__Collected data entries__.
- Opening Delimiter -

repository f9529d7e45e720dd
//! Failure taxonomy for a manual match request.

use crate::services::StoreError;
use service_core::error::AppError;
use thiserror::Error;
use uuid::Uuid;

#[derive(Debug, Error)]
pub enum MatchError {
    /// Caller input or business precondition; message is shown to the user.
    #[error("{0}")]
    Validation(String),

    #[error("{0}")]
    NotFound(String),

    /// A concurrent allocation reserved the funds first.
    #[error("{0}")]
    Conflict(String),

    /// Could not load the context needed to compute the allocation.
    #[error("failed to load {what}: {source}")]
    ReadFailed {
        what: &'static str,
        #[source]
        source: StoreError,
    },

    /// Nothing was created.
    #[error("failed to create reconciliation match: {0}")]
    InsertFailed(#[source] StoreError),

    /// The apply operation failed; the suggested match has been (or was
    /// attempted to be) removed.
    #[error("failed to apply reconciliation match {match_id}: {source}")]
    ApplyFailed {
        match_id: Uuid,
        #[source]
        source: StoreError,
    },

    /// Derived bank transaction status could not be written.
    #[error("failed to update bank transaction {bank_transaction_id}: {source}")]
    StateUpdateFailed {
        bank_transaction_id: Uuid,
        #[source]
        source: StoreError,
    },

    /// The invoice settled but its fee events could not be marked paid.
    #[error("match {match_id} applied but fee settlement failed for invoice {invoice_id}: {source}")]
    FeeSettlementFailed {
        match_id: Uuid,
        invoice_id: Uuid,
        #[source]
        source: StoreError,
    },

    /// The ledger mutation already committed; only the post-state read failed.
    #[error("match {match_id} applied but failed to reload {what}: {source}")]
    FollowUpReadFailed {
        match_id: Uuid,
        what: &'static str,
        #[source]
        source: StoreError,
    },

    /// The match is applied but a subscription funding update was lost.
    #[error("match {match_id} applied but funding update failed for subscription {subscription_id}: {source}")]
    CascadeFailed {
        match_id: Uuid,
        subscription_id: Uuid,
        #[source]
        source: StoreError,
    },
}

impl MatchError {
    pub fn validation(message: impl Into<String>) -> Self {
        Self::Validation(message.into())
    }

    /// Short label for metrics.
    pub fn kind(&self) -> &'static str {
        match self {
            Self::Validation(_) => "validation",
            Self::NotFound(_) => "not_found",
            Self::Conflict(_) => "conflict",
            Self::ReadFailed { .. } => "read_failed",
            Self::InsertFailed(_) => "insert_failed",
            Self::ApplyFailed { .. } => "apply_failed",
            Self::StateUpdateFailed { .. } => "state_update_failed",
            Self::FeeSettlementFailed { .. } => "fee_settlement_failed",
            Self::FollowUpReadFailed { .. } => "follow_up_read_failed",
            Self::CascadeFailed { .. } => "cascade_failed",
        }
    }
}

impl From<MatchError> for AppError {
    fn from(err: MatchError) -> Self {
        match err {
            MatchError::Validation(msg) => AppError::BadRequest(anyhow::anyhow!(msg)),
            MatchError::NotFound(msg) => AppError::NotFound(anyhow::anyhow!(msg)),
            MatchError::Conflict(msg) => AppError::Conflict(anyhow::anyhow!(msg)),
            other => AppError::InternalError(anyhow::Error::new(other)),
        }
    }
}
//! Invoice Matching Service entry point.

use invoice_matching_service::config::MatchingServiceConfig;
use invoice_matching_service::services::init_metrics;
use invoice_matching_service::startup::Application;

use service_core::observability::init_tracing;
use tokio::signal;

async fn shutdown_signal() {
    let ctrl_c = async {
        if let Err(e) = signal::ctrl_c().await {
            tracing::error!(error = %e, "Failed to install Ctrl+C handler");
            std::future::pending::<()>().await;
        }
    };

    #[cfg(unix)]
    let terminate = async {
        match signal::unix::signal(signal::unix::SignalKind::terminate()) {
            Ok(mut sigterm) => {
                sigterm.recv().await;
            }
            Err(e) => {
                tracing::error!(error = %e, "Failed to install SIGTERM handler");
                std::future::pending::<()>().await;
            }
        }
    };

    #[cfg(not(unix))]
    let terminate = std::future::pending::<()>();

    tokio::select! {
        _ = ctrl_c => {},
        _ = terminate => {},
    }

    tracing::info!("Shutdown signal received, starting graceful shutdown");
}

#[tokio::main]
async fn main() -> std::io::Result<()> {
    let config = MatchingServiceConfig::from_env().map_err(|e| {
        eprintln!("Failed to load configuration: {}", e);
        std::io::Error::other(format!("Configuration error: {}", e))
    })?;

    init_tracing(
        &config.service_name,
        &config.log_level,
        config.otlp_endpoint.as_deref(),
    );

    tracing::info!(
        version = %config.service_version,
        otlp_endpoint = ?config.otlp_endpoint,
        "Starting invoice-matching-service"
    );

    init_metrics();

    tracing::info!(
        service_name = %config.service_name,
        http_port = %config.common.port,
        db_max_connections = %config.database.max_connections,
        db_min_connections = %config.database.min_connections,
        "Configuration loaded"
    );

    let app = Application::build(config).await.map_err(|e| {
        tracing::error!(error = %e, "Failed to build application");
        std::io::Error::other(format!("Application build error: {}", e))
    })?;

    tokio::select! {
        result = app.run_until_stopped() => {
            if let Err(e) = result {
                tracing::error!(error = %e, "Application error");
                return Err(e);
            }
        }
        _ = shutdown_signal() => {
            tracing::info!("Graceful shutdown initiated");
        }
    }

    tracing::info!("Service shutdown complete");
    Ok(())
}
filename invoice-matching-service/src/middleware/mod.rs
pub mod actor;

pub use actor::ActorContext;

- Closing Delimiter -

Would you filter the entries above and keep each line that has the word "database"?

        db_max_connections = %config.database.max_connections,
        db_min_connections = %config.database.min_connections,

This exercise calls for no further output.